Después de 48 horas, lave el corazón tres veces en PBS como se ha demostrado y equilibre el corazón en RIMS recién preparado durante 48 horas antes de la toma de imágenes. Para obtener imágenes en 3D del corazón despejado, primero, coloque una capa delgada de grasa de vacío en la parte inferior de un depósito inferior impreso en 3D, la misma altura que la muestra que se está fotografiando. Llene el depósito con RIMS y use una punta de pipeta para eliminar cualquier burbuja.
Coloque cuidadosamente el corazón en las LLANTAS con la pared ventricular izquierda hacia arriba, cuidando de que no se introduzcan burbujas en la solución. Use grasa de vacío para unir un resbalón de cubierta de vidrio a la superficie inferior de una pieza de depósito superior impresa en 3D y coloque las cubiertas del depósito superior en los depósitos inferiores, teniendo cuidado de evitar burbujas. Luego llene los depósitos superiores con glicerol.
Use un microscopio confocal para tomar imágenes de los corazones despejados. La combinación de la limpieza refinada del tejido cardiaco con proyección de imagen 3D permite una visualización detallada avanzada de fibroblastos cardiacos.

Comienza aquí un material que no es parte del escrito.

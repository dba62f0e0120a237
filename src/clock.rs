//! Wall-clock helper.
//!
//! Every time-dependent operation takes an explicit `now_ms` argument. The
//! few wrappers without one read the clock here.

use std::time::{Duration, SystemTime, UNIX_EPOCH};

/// Milliseconds since the Unix epoch.
pub fn now_ms() -> u64 {
    SystemTime::now()
        .duration_since(UNIX_EPOCH)
        .unwrap_or(Duration::ZERO)
        .as_millis() as u64
}
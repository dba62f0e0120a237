//! Codec adapters.
//!
//! An [`Encoder`] or [`Decoder`] wraps exactly one external encode/decode
//! function behind a uniform contract. The backend is picked once, at
//! construction, from the [`Codec`] identifier; reconfiguring a stream builds
//! a new adapter instead of mutating this one. Adapters own no buffering.

use std::fmt;

use anyhow::Result;
use serde::{Deserialize, Serialize};
use tracing::{info, warn};

use super::g711::{self, Law};
use super::opus::{MAX_OPUS_PACKET_SIZE, OpusDecoderState, OpusEncoderState};
use crate::config::CodecConfig;
use crate::error::PipelineError;

/// Codec identifiers. Numeric ids follow the wire protocol of the control
/// plane: 1 = opus, 2 = pcma, 3 = pcmu, anything else is unknown.
#[derive(Debug, Clone, Copy, PartialEq, Eq, Hash, Default, Serialize, Deserialize)]
#[serde(rename_all = "lowercase")]
pub enum Codec {
    #[default]
    Opus,
    Pcma,
    Pcmu,
    #[serde(other)]
    Unknown,
}

/// Read-only name table, indexed by numeric codec id.
const CODEC_NAMES: [&str; 4] = ["unknown", "opus", "pcma", "pcmu"];

impl Codec {
    pub fn from_id(id: u8) -> Self {
        match id {
            1 => Codec::Opus,
            2 => Codec::Pcma,
            3 => Codec::Pcmu,
            _ => Codec::Unknown,
        }
    }

    pub fn id(self) -> u8 {
        match self {
            Codec::Unknown => 0,
            Codec::Opus => 1,
            Codec::Pcma => 2,
            Codec::Pcmu => 3,
        }
    }

    pub fn name(self) -> &'static str {
        CODEC_NAMES[self.id() as usize]
    }

    pub fn is_valid(self) -> bool {
        self != Codec::Unknown
    }
}

impl fmt::Display for Codec {
    fn fmt(&self, f: &mut fmt::Formatter<'_>) -> fmt::Result {
        f.write_str(self.name())
    }
}

/// Sample rate, channel count and frame duration a codec works at.
#[derive(Debug, Clone, Copy, PartialEq)]
pub struct NativeFormat {
    pub sample_rate: u32,
    pub channels: usize,
    pub frame_ms: f32,
}

impl NativeFormat {
    fn for_config(config: &CodecConfig) -> Self {
        match config.codec {
            Codec::Pcma | Codec::Pcmu => Self {
                sample_rate: g711::SAMPLE_RATE,
                channels: g711::CHANNELS,
                frame_ms: config.frame_ms,
            },
            _ => Self {
                sample_rate: config.sample_rate,
                channels: config.channels,
                frame_ms: config.frame_ms,
            },
        }
    }

    /// Interleaved samples in one frame of `frame_ms` at this format.
    pub fn frame_samples(&self) -> usize {
        frame_samples(self.sample_rate, self.channels, self.frame_ms)
    }
}

/// Interleaved sample count of one `frame_ms` frame, always a multiple of `channels`.
pub fn frame_samples(sample_rate: u32, channels: usize, frame_ms: f32) -> usize {
    let per_channel = (sample_rate as f64 / 1000.0 * frame_ms as f64) as usize;
    per_channel * channels
}

enum EncoderBackend {
    Opus(OpusEncoderState),
    G711(Law),
    Null,
}

pub struct Encoder {
    codec: Codec,
    format: NativeFormat,
    bitrate: i32,
    backend: EncoderBackend,
}

impl Encoder {
    /// Builds the adapter for `config.codec`. Unknown codecs yield a null
    /// adapter whose `encode` always fails.
    pub fn new(config: &CodecConfig) -> Result<Self> {
        let format = NativeFormat::for_config(config);
        let backend = match config.codec {
            Codec::Opus => EncoderBackend::Opus(OpusEncoderState::new(config)?),
            Codec::Pcma => EncoderBackend::G711(Law::A),
            Codec::Pcmu => EncoderBackend::G711(Law::Mu),
            Codec::Unknown => {
                warn!("Unknown codec, encoder will drop every frame");
                EncoderBackend::Null
            }
        };

        info!(
            codec = %config.codec,
            frame_ms = config.frame_ms,
            sample_rate = format.sample_rate,
            channels = format.channels,
            bitrate = config.bitrate,
            voip = config.voip,
            "Encoder created"
        );

        Ok(Self {
            codec: config.codec,
            format,
            bitrate: config.bitrate,
            backend,
        })
    }

    pub fn codec(&self) -> Codec {
        self.codec
    }

    pub fn format(&self) -> NativeFormat {
        self.format
    }

    /// Interleaved samples the codec consumes per frame.
    pub fn frame_samples(&self) -> usize {
        self.format.frame_samples()
    }

    /// Upper bound of one encoded frame, used to size the output buffer.
    pub fn max_encoded_size(&self) -> usize {
        match self.backend {
            EncoderBackend::Opus(_) => opus_max_encoded_size(self.bitrate, self.format.frame_ms),
            _ => self.frame_samples() * 8,
        }
    }

    pub fn set_bitrate(&mut self, bitrate: i32) {
        self.bitrate = bitrate;
        if let EncoderBackend::Opus(state) = &mut self.backend
            && let Err(e) = state.set_bitrate(bitrate)
        {
            warn!(codec = %self.codec, bitrate, "Failed to set bitrate: {e:#}");
        }
    }

    /// Opus only; other codecs have nothing to tune.
    pub fn set_complexity(&mut self, complexity: i32) {
        if let EncoderBackend::Opus(state) = &mut self.backend
            && let Err(e) = state.set_complexity(complexity)
        {
            warn!(codec = %self.codec, complexity, "Failed to set complexity: {e:#}");
        }
    }

    /// Encodes exactly one frame. `samples` must hold `frame_samples()` samples.
    pub fn encode(&mut self, samples: &[i16]) -> Result<Vec<u8>, PipelineError> {
        let max_size = self.max_encoded_size();
        let encoded = match &mut self.backend {
            EncoderBackend::Opus(state) => state
                .encode(samples, max_size)
                .map(<[u8]>::to_vec)
                .map_err(|e| PipelineError::codec(self.codec, format!("{e:#}")))?,
            EncoderBackend::G711(law) => law.encode(samples),
            EncoderBackend::Null => {
                return Err(PipelineError::codec(self.codec, "no encoder for codec"));
            }
        };

        if encoded.is_empty() {
            return Err(PipelineError::codec(
                self.codec,
                format!("empty output for {} samples", samples.len()),
            ));
        }
        Ok(encoded)
    }
}

/// Twice the bytes expected at `bitrate`, rounded up to whole 10 ms blocks.
/// An unbounded bitrate falls back to the largest legal Opus packet.
fn opus_max_encoded_size(bitrate: i32, frame_ms: f32) -> usize {
    if bitrate <= 0 {
        return MAX_OPUS_PACKET_SIZE;
    }
    let bytes_per_ms = bitrate as usize / 8000 + 1;
    let blocks_of_10ms = ((frame_ms / 10.0).ceil() as usize).max(1);
    (2 * blocks_of_10ms * 10 * bytes_per_ms).min(MAX_OPUS_PACKET_SIZE)
}

enum DecoderBackend {
    Opus(OpusDecoderState),
    G711(Law),
    Null,
}

pub struct Decoder {
    codec: Codec,
    sample_rate: u32,
    channels: usize,
    backend: DecoderBackend,
}

impl Decoder {
    pub fn new(codec: Codec, sample_rate: u32, channels: usize) -> Result<Self> {
        let (sample_rate, channels) = match codec {
            Codec::Pcma | Codec::Pcmu => (g711::SAMPLE_RATE, g711::CHANNELS),
            _ => (sample_rate, channels),
        };
        let backend = match codec {
            Codec::Opus => DecoderBackend::Opus(OpusDecoderState::new(sample_rate, channels)?),
            Codec::Pcma => DecoderBackend::G711(Law::A),
            Codec::Pcmu => DecoderBackend::G711(Law::Mu),
            Codec::Unknown => {
                warn!("Unknown codec, decoder will drop every packet");
                DecoderBackend::Null
            }
        };

        info!(codec = %codec, sample_rate, channels, "Decoder created");

        Ok(Self {
            codec,
            sample_rate,
            channels,
            backend,
        })
    }

    pub fn codec(&self) -> Codec {
        self.codec
    }

    pub fn sample_rate(&self) -> u32 {
        self.sample_rate
    }

    pub fn channels(&self) -> usize {
        self.channels
    }

    /// 120 ms of native-rate samples, the longest frame any supported codec emits.
    pub fn max_decoded_size(&self) -> usize {
        frame_samples(self.sample_rate, self.channels, 120.0)
    }

    /// Decodes one packet into interleaved native-format samples.
    pub fn decode(&mut self, packet: &[u8]) -> Result<Vec<i16>, PipelineError> {
        let max_size = self.max_decoded_size();
        let decoded = match &mut self.backend {
            DecoderBackend::Opus(state) => state
                .decode(packet, max_size)
                .map(<[i16]>::to_vec)
                .map_err(|e| PipelineError::codec(self.codec, format!("{e:#}")))?,
            DecoderBackend::G711(law) => law.decode(packet),
            DecoderBackend::Null => {
                return Err(PipelineError::codec(self.codec, "no decoder for codec"));
            }
        };

        if decoded.is_empty() {
            return Err(PipelineError::codec(
                self.codec,
                format!("no samples from {} byte packet", packet.len()),
            ));
        }
        Ok(decoded)
    }
}
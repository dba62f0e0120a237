//! Residual buffer that turns irregular PCM chunks into fixed-size frames.

use crate::audio::frame::SampleBlock;

/// Accumulates interleaved samples and hands out blocks of exactly
/// `frame_samples` once enough have arrived. The remainder stays buffered
/// for the next call. A chunk may end in the middle of an interleaved
/// frame; the dangling samples wait for the rest of their frame.
#[derive(Debug, Clone)]
pub struct FrameAccumulator {
    residual: SampleBlock,
    /// Fewer than `channels` samples cut off by the last chunk boundary.
    partial: Vec<i16>,
    frame_samples: usize,
}

impl FrameAccumulator {
    pub fn new(frame_samples: usize, channels: usize) -> Self {
        Self {
            residual: SampleBlock::empty(channels),
            partial: Vec::with_capacity(channels),
            frame_samples,
        }
    }

    pub fn frame_samples(&self) -> usize {
        self.frame_samples
    }

    pub fn channels(&self) -> usize {
        self.residual.channels()
    }

    pub fn buffered(&self) -> usize {
        self.residual.len() + self.partial.len()
    }

    /// Changes the frame geometry. Buffered samples are kept unless the
    /// channel count changes.
    pub fn reset(&mut self, frame_samples: usize, channels: usize) {
        if channels != self.residual.channels() {
            self.residual = SampleBlock::empty(channels);
            self.partial.clear();
        }
        self.frame_samples = frame_samples;
    }

    pub fn push(&mut self, samples: &[i16], time_ms: u64) {
        let channels = self.residual.channels();
        if self.partial.is_empty() && samples.len() % channels == 0 {
            self.residual.extend(samples, time_ms);
            return;
        }

        self.partial.extend_from_slice(samples);
        let whole = self.partial.len() - self.partial.len() % channels;
        let dangling = self.partial.split_off(whole);
        let complete = std::mem::replace(&mut self.partial, dangling);
        self.residual.extend(&complete, time_ms);
    }

    /// Splits off the oldest full frame, if one is available.
    pub fn pop_frame(&mut self) -> Option<SampleBlock> {
        if self.frame_samples == 0 || self.residual.len() < self.frame_samples {
            return None;
        }
        Some(self.residual.split_front(self.frame_samples))
    }

    pub fn clear(&mut self) {
        self.residual.clear();
        self.partial.clear();
    }
}
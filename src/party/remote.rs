//! Incoming RTP stream: payload-type demultiplexing onto decode pipelines.
//!
//! Each registered payload type owns its own [`DecodePipeline`]. Output
//! always comes from the pipeline that most recently received a packet.

use std::collections::HashMap;

use anyhow::Context;
use tracing::{debug, info};

use crate::audio::codec::Codec;
use crate::audio::resampler::StreamFormat;
use crate::audio::sample::{deinterleave_to_f32, i16_slice_to_f32};
use crate::clock;
use crate::config::{DecodePacing, PayloadRegistration, RemoteStreamConfig};
use crate::error::Result;
use crate::network::rtp::parse_header;
use crate::pipeline::{DecodePipeline, DecodeSignal, DecodedAudio};

struct RegisteredDecoder {
    generation: u64,
    pipeline: DecodePipeline,
}

/// Key of the most recently active decoder. The generation makes a key
/// that outlived a re-registration resolve to nothing.
#[derive(Debug, Clone, Copy, PartialEq, Eq)]
struct ActiveDecoder {
    payload_type: u8,
    generation: u64,
}

pub struct RemoteStream {
    decoders: HashMap<u8, RegisteredDecoder>,
    last_active: Option<ActiveDecoder>,
    next_generation: u64,
    pacing: DecodePacing,
    output_sample_rate: u32,
    output_channels: usize,
    malformed: u64,
    unregistered: u64,
}

impl RemoteStream {
    pub fn new(config: RemoteStreamConfig) -> anyhow::Result<Self> {
        let mut stream = Self {
            decoders: HashMap::new(),
            last_active: None,
            next_generation: 0,
            pacing: config.pacing,
            output_sample_rate: 0,
            output_channels: 0,
            malformed: 0,
            unregistered: 0,
        };
        stream
            .set_output_parameters(config.output_sample_rate, config.output_channels)
            .context("Invalid remote stream output format")?;
        for registration in &config.payload_types {
            stream.register(registration)?;
        }
        Ok(stream)
    }

    /// Binds `registration.payload_type` to a new decode pipeline, replacing
    /// any previous one. The previous pipeline's queued packets are dropped.
    pub fn register(&mut self, registration: &PayloadRegistration) -> anyhow::Result<()> {
        let payload_type = registration.payload_type;
        if payload_type > 0x7F {
            anyhow::bail!("Payload type {} out of range", payload_type);
        }
        if !registration.codec.is_valid() {
            anyhow::bail!(
                "Cannot register payload type {} for codec {}",
                payload_type,
                registration.codec
            );
        }

        let pipeline = DecodePipeline::new(
            registration.codec,
            registration.sample_rate,
            registration.channels,
            self.pacing.clone(),
        )?;

        let generation = self.next_generation;
        self.next_generation += 1;
        let replaced = self
            .decoders
            .insert(
                payload_type,
                RegisteredDecoder {
                    generation,
                    pipeline,
                },
            )
            .is_some();

        if self
            .last_active
            .is_some_and(|active| active.payload_type == payload_type)
        {
            self.last_active = None;
        }

        info!(
            payload_type,
            codec = %registration.codec,
            sample_rate = registration.sample_rate,
            channels = registration.channels,
            replaced,
            "RemoteStream: payload type registered"
        );
        Ok(())
    }

    /// Removes a payload type. Returns whether it was registered.
    pub fn unregister(&mut self, payload_type: u8) -> bool {
        let removed = self.decoders.remove(&payload_type).is_some();
        if removed
            && self
                .last_active
                .is_some_and(|active| active.payload_type == payload_type)
        {
            self.last_active = None;
        }
        removed
    }

    pub fn is_registered(&self, payload_type: u8) -> bool {
        self.decoders.contains_key(&payload_type)
    }

    pub fn codec_for(&self, payload_type: u8) -> Option<Codec> {
        self.decoders
            .get(&payload_type)
            .map(|entry| entry.pipeline.codec())
    }

    /// Payload type of the decoder `output` reads from.
    pub fn active_payload_type(&self) -> Option<u8> {
        let active = self.last_active?;
        let entry = self.decoders.get(&active.payload_type)?;
        (entry.generation == active.generation).then_some(active.payload_type)
    }

    /// Sets the format `output` converts to. `(0, 0)` keeps each codec's
    /// native format.
    pub fn set_output_parameters(&mut self, sample_rate: u32, channels: usize) -> Result<()> {
        if !(sample_rate == 0 && channels == 0) {
            StreamFormat::new(sample_rate, channels).validate()?;
        }
        info!(
            "RemoteStream: set output parameters: {}/{}",
            sample_rate, channels
        );
        self.output_sample_rate = sample_rate;
        self.output_channels = channels;
        Ok(())
    }

    /// Packets rejected as not being RTP.
    pub fn malformed(&self) -> u64 {
        self.malformed
    }

    /// RTP packets whose payload type had no decoder.
    pub fn unregistered(&self) -> u64 {
        self.unregistered
    }

    /// Routes one received datagram, stamped with the wall clock.
    pub fn input(&mut self, data: &[u8]) -> Result<DecodeSignal> {
        self.input_at(data, clock::now_ms())
    }

    /// Routes one received datagram to the decoder of its payload type.
    ///
    /// Non-RTP bytes (RTCP included) are a `MalformedPacket` error. RTP with
    /// an unregistered payload type is ignored and reports `NotReady`.
    pub fn input_at(&mut self, data: &[u8], now_ms: u64) -> Result<DecodeSignal> {
        let header = match parse_header(data) {
            Ok(header) => header,
            Err(e) => {
                self.malformed += 1;
                debug!("RemoteStream: ignoring {} bytes: {}", data.len(), e);
                return Err(e.into());
            }
        };

        let Some(entry) = self.decoders.get_mut(&header.payload_type) else {
            self.unregistered += 1;
            debug!(
                "RemoteStream: no decoder for payload type {}",
                header.payload_type
            );
            return Ok(DecodeSignal::NotReady);
        };

        let signal = entry.pipeline.input(header.payload(data), now_ms);
        self.last_active = Some(ActiveDecoder {
            payload_type: header.payload_type,
            generation: entry.generation,
        });
        Ok(signal)
    }

    fn active_pipeline(&mut self) -> Option<&mut DecodePipeline> {
        let active = self.last_active?;
        let entry = self.decoders.get_mut(&active.payload_type)?;
        if entry.generation != active.generation {
            return None;
        }
        Some(&mut entry.pipeline)
    }

    pub fn pacing_signal(&mut self, now_ms: u64) -> DecodeSignal {
        self.active_pipeline()
            .map_or(DecodeSignal::NotReady, |pipeline| pipeline.pacing_signal(now_ms))
    }

    pub fn output(&mut self) -> Result<Option<DecodedAudio>> {
        self.output_at(clock::now_ms())
    }

    /// Decodes the next packet of the most recently active payload type.
    pub fn output_at(&mut self, now_ms: u64) -> Result<Option<DecodedAudio>> {
        let (sample_rate, channels) = (self.output_sample_rate, self.output_channels);
        match self.active_pipeline() {
            Some(pipeline) => pipeline.output(now_ms, sample_rate, channels),
            None => Ok(None),
        }
    }

    /// Like [`output_at`](Self::output_at), as interleaved floats.
    pub fn output_f32(&mut self, now_ms: u64) -> Result<Option<(Vec<f32>, StreamFormat)>> {
        Ok(self.output_at(now_ms)?.map(|audio| {
            let format = StreamFormat::new(audio.sample_rate, audio.channels);
            (i16_slice_to_f32(&audio.samples), format)
        }))
    }

    /// Like [`output_at`](Self::output_at), one float plane per channel.
    pub fn output_planar_f32(
        &mut self,
        now_ms: u64,
    ) -> Result<Option<(Vec<Vec<f32>>, StreamFormat)>> {
        Ok(self.output_at(now_ms)?.map(|audio| {
            let format = StreamFormat::new(audio.sample_rate, audio.channels);
            (deinterleave_to_f32(&audio.samples, audio.channels), format)
        }))
    }
}

#[cfg(test)]
mod tests {
    use super::*;
    use crate::audio::g711::Law;
    use crate::error::{PipelineError, RtpParseError};
    use crate::network::rtp::build_header;

    fn registration(payload_type: u8, codec: Codec) -> PayloadRegistration {
        PayloadRegistration {
            payload_type,
            codec,
            sample_rate: 8000,
            channels: 1,
        }
    }

    fn rtp(payload_type: u8, seq: u16, payload: &[u8]) -> Vec<u8> {
        let mut packet = build_header(seq, seq as u32 * 160, 42, payload_type, false).to_vec();
        packet.extend_from_slice(payload);
        packet
    }

    fn stream() -> RemoteStream {
        RemoteStream::new(RemoteStreamConfig {
            payload_types: vec![registration(0, Codec::Pcmu), registration(8, Codec::Pcma)],
            output_sample_rate: 0,
            output_channels: 0,
            pacing: DecodePacing::default(),
        })
        .unwrap()
    }

    #[test]
    fn test_routes_by_payload_type() {
        let mut stream = stream();
        let pcmu = Law::Mu.encode(&[1000; 160]);
        stream.input_at(&rtp(0, 1, &pcmu), 0).unwrap();
        assert_eq!(stream.active_payload_type(), Some(0));

        let audio = stream.output_at(0).unwrap().unwrap();
        assert_eq!(audio.samples.len(), 160);
        assert_eq!(audio.sample_rate, 8000);

        let pcma = Law::A.encode(&[1000; 160]);
        stream.input_at(&rtp(8, 2, &pcma), 20).unwrap();
        assert_eq!(stream.active_payload_type(), Some(8));
    }

    #[test]
    fn test_unregistered_payload_type_is_ignored() {
        let mut stream = stream();
        let signal = stream.input_at(&rtp(96, 1, &[1, 2, 3]), 0).unwrap();
        assert_eq!(signal, DecodeSignal::NotReady);
        assert_eq!(stream.unregistered(), 1);
        assert_eq!(stream.active_payload_type(), None);
        assert!(stream.output_at(0).unwrap().is_none());
    }

    #[test]
    fn test_malformed_and_rtcp_rejected() {
        let mut stream = stream();
        assert!(matches!(
            stream.input_at(&[0x80, 0, 1], 0),
            Err(PipelineError::MalformedPacket(RtpParseError::TooShort(3)))
        ));
        let sender_report = [0x80, 200, 0, 6, 0, 0, 0, 42, 0, 0, 0, 0];
        assert!(matches!(
            stream.input_at(&sender_report, 0),
            Err(PipelineError::MalformedPacket(RtpParseError::Rtcp(200)))
        ));
        assert_eq!(stream.malformed(), 2);
    }

    #[test]
    fn test_reregistration_clears_last_active() {
        let mut stream = stream();
        let pcmu = Law::Mu.encode(&[0; 160]);
        stream.input_at(&rtp(0, 1, &pcmu), 0).unwrap();
        assert_eq!(stream.active_payload_type(), Some(0));

        stream.register(&registration(0, Codec::Pcma)).unwrap();
        assert_eq!(stream.active_payload_type(), None);
        assert_eq!(stream.codec_for(0), Some(Codec::Pcma));
        assert!(stream.output_at(0).unwrap().is_none());

        // Registering another type leaves the active one alone.
        stream.input_at(&rtp(0, 2, &pcmu), 0).unwrap();
        stream.register(&registration(9, Codec::Pcmu)).unwrap();
        assert_eq!(stream.active_payload_type(), Some(0));
    }

    #[test]
    fn test_output_parameters_apply() {
        let mut stream = stream();
        stream.set_output_parameters(16000, 2).unwrap();
        assert!(stream.set_output_parameters(16000, 4).is_err());

        let pcmu = Law::Mu.encode(&[0; 160]);
        stream.input_at(&rtp(0, 1, &pcmu), 0).unwrap();
        let (planes, format) = stream.output_planar_f32(0).unwrap().unwrap();
        assert_eq!(format, StreamFormat::new(16000, 2));
        assert_eq!(planes.len(), 2);
        assert_eq!(planes[0].len(), 320);
    }

    #[test]
    fn test_extension_header_is_skipped() {
        let mut stream = stream();
        let payload = Law::Mu.encode(&[0; 160]);
        let mut packet = build_header(1, 0, 42, 0, false).to_vec();
        packet[0] |= 0x10;
        packet.extend_from_slice(&[0xBE, 0xDE, 0x00, 0x01, 0, 0, 0, 0]);
        packet.extend_from_slice(&payload);

        stream.input_at(&packet, 0).unwrap();
        let audio = stream.output_at(0).unwrap().unwrap();
        assert_eq!(audio.samples.len(), 160);
    }

    #[test]
    fn test_padding_is_stripped_before_decoding() {
        let mut stream = stream();
        let mut packet = rtp(0, 1, &Law::Mu.encode(&[0; 160]));
        packet[0] |= 0x20;
        packet.extend_from_slice(&[0, 0, 0, 4]);

        stream.input_at(&packet, 0).unwrap();
        let audio = stream.output_at(0).unwrap().unwrap();
        assert_eq!(audio.samples.len(), 160);
    }

    #[test]
    fn test_invalid_registration() {
        let mut stream = stream();
        assert!(stream.register(&registration(200, Codec::Pcmu)).is_err());
        assert!(stream.register(&registration(5, Codec::Unknown)).is_err());
        assert!(stream.unregister(8));
        assert!(!stream.unregister(8));
    }
}
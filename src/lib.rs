//! PCM ⇄ RTP audio transport.
//!
//! Raw PCM goes into a [`LocalStream`], which buffers it, converts it to the
//! codec's format, encodes it and frames it as RTP. Received RTP goes into a
//! [`RemoteStream`], which routes it by payload type to a jitter-paced
//! decode pipeline and converts the decoded audio to the caller's format.
//!
//! Everything is single-threaded and synchronous. Sockets are left to the
//! caller.

pub mod audio;
pub mod clock;
pub mod config;
pub mod error;
pub mod network;
pub mod party;
pub mod pipeline;

pub use audio::codec::Codec;
pub use config::{BridgeConfig, CodecConfig, LocalStreamConfig, RemoteStreamConfig};
pub use error::{PipelineError, RtpParseError};
pub use party::{LocalStream, RemoteStream};
pub use pipeline::{DecodeSignal, DecodedAudio, PacingSignal};
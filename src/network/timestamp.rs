//! RTP timestamp generation for one outgoing stream.

use rand::Rng;
use tracing::{debug, info};

/// Top two bits stay clear so the first value never sits near wrap-around.
const RANDOM_TIMESTAMP_MAX: u32 = 0x3FFF_FFFF;

/// Gap, in frames, after which the timestamp catches up with wall-clock time.
pub const STALL_FRAMES: u64 = 250;

/// Media clock of one stream.
///
/// The first packet gets a random 30-bit timestamp. Each following packet
/// advances by one frame, unless the caller stalled for at least
/// [`STALL_FRAMES`] frames, in which case it advances by the number of
/// frames that fit into the gap.
#[derive(Debug, Clone)]
pub struct RtpTimestamp {
    current: Option<u32>,
    last_time_ms: u64,
    frame_ms: f32,
    samples_per_frame: u32,
}

impl RtpTimestamp {
    /// `samples_per_frame` is per channel, the RTP clock unit.
    pub fn new(frame_ms: f32, samples_per_frame: u32) -> Self {
        Self {
            current: None,
            last_time_ms: 0,
            frame_ms,
            samples_per_frame,
        }
    }

    /// Starts from `initial` instead of a random value.
    pub fn with_initial(frame_ms: f32, samples_per_frame: u32, initial: u32) -> Self {
        Self {
            current: Some(initial),
            ..Self::new(frame_ms, samples_per_frame)
        }
    }

    /// Changes the frame geometry. The running timestamp is kept.
    pub fn set_frame(&mut self, frame_ms: f32, samples_per_frame: u32) {
        self.frame_ms = frame_ms;
        self.samples_per_frame = samples_per_frame;
    }

    pub fn current(&self) -> Option<u32> {
        self.current
    }

    /// Timestamp for a packet emitted at `now_ms`.
    pub fn next(&mut self, now_ms: u64) -> u32 {
        let ts = match self.current {
            None => {
                let ts = rand::thread_rng().gen_range(1..=RANDOM_TIMESTAMP_MAX);
                info!("RtpTimestamp: first timestamp={}", ts);
                ts
            }
            Some(last) if self.last_time_ms == 0 => {
                last.wrapping_add(self.samples_per_frame)
            }
            Some(last) => {
                let delta = self.frames_elapsed(now_ms);
                last.wrapping_add((delta as u32).wrapping_mul(self.samples_per_frame))
            }
        };
        self.current = Some(ts);
        self.last_time_ms = now_ms;
        ts
    }

    fn frames_elapsed(&self, now_ms: u64) -> u64 {
        let frame_ms = self.frame_ms as f64;
        if frame_ms <= 0.0 {
            return 1;
        }
        let stall_ms = (frame_ms * STALL_FRAMES as f64) as u64;
        if now_ms < self.last_time_ms + stall_ms {
            return 1;
        }
        let gap = now_ms - self.last_time_ms;
        let delta = ((gap as f64 / frame_ms) as u64).max(1);
        debug!(
            "RtpTimestamp: {}ms stall, advancing {} frames",
            gap, delta
        );
        delta
    }
}

#[cfg(test)]
mod tests {
    use super::*;

    #[test]
    fn test_first_timestamp_is_30_bit() {
        for _ in 0..100 {
            let mut ts = RtpTimestamp::new(20.0, 960);
            let first = ts.next(1000);
            assert!((1..=RANDOM_TIMESTAMP_MAX).contains(&first));
        }
    }

    #[test]
    fn test_advances_one_frame_per_packet() {
        let mut ts = RtpTimestamp::with_initial(20.0, 160, 5000);
        assert_eq!(ts.next(1000), 5160);
        assert_eq!(ts.next(1020), 5320);
        // Bursty output inside the stall window still counts one frame.
        assert_eq!(ts.next(1021), 5480);
        assert_eq!(ts.next(1022 + 4000), 5640);
    }

    #[test]
    fn test_stall_compensation() {
        let mut ts = RtpTimestamp::new(20.0, 160);
        let first = ts.next(10_000);
        // 250 frames of 20 ms is 5000 ms; a 6000 ms gap is 300 frames.
        let second = ts.next(16_000);
        assert_eq!(second, first.wrapping_add(300 * 160));
        let third = ts.next(16_020);
        assert_eq!(third, second.wrapping_add(160));
    }

    #[test]
    fn test_wraps_at_32_bits() {
        let mut ts = RtpTimestamp::with_initial(20.0, 960, u32::MAX - 100);
        assert_eq!(ts.next(0), 859);
    }
}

Usando esta técnica de proyección de imagen, los fibroblastos se observan para ser embalados denso y para tener una morfología spindled en corazones ilesos.
Después de lesión de la reperfusión de la isquemia, una pérdida de fibroblastos cardiacos se considera en la región isquémica por los primeros tres días después de lesión. Para los días siete y 14, los fibroblastos han migrado o proliferado para repoblar el área de tejido lesionado. Para el día 28, la población de fibroblastos cardíacos que rodea las áreas lesionadas del corazón está en su mayor densidad.
Un día y medio después de lesión del infarto del miocardio, pocos fibroblastos permanecen dentro del ventrículo izquierdo dañado. Sin embargo, para el tercer día, los fibroblastos se expanden y están presentes en la mayor parte del ventrículo izquierdo. En contraste con la cirugía isquémica, la infusión de la angiotensina dos y del phenolefrin durante varias semanas no da lugar a pérdida cardiaca del tejido y a la reducción de la pared.
En lugar, el fibroblasto alinea a lo largo del eje del patrón derecho de la contracción de la hélice según lo visto al usar refinado al protocolo del claro del tejido. Además, después de la angiotensina dos y el tratamiento con fenolefrina, los fibroblastos aparecen pequeños y redondeados en comparación con la forma del huso observada en los modelos de reprofusión de isquemia y lesión por infarto de miocardio. El claro electroforético debe realizarse con cuidado, especialmente cuando se trabaja con corazones que se han sometido a protocolos de lesiones.
Este protocolo se puede utilizar para evaluar cómo reaccionan los fibroblastos cardiacos a lesión in vivo. También se pueden utilizar diferentes marcadores fluorescentes para entender cómo responde el corazón a las lesiones a nivel celular.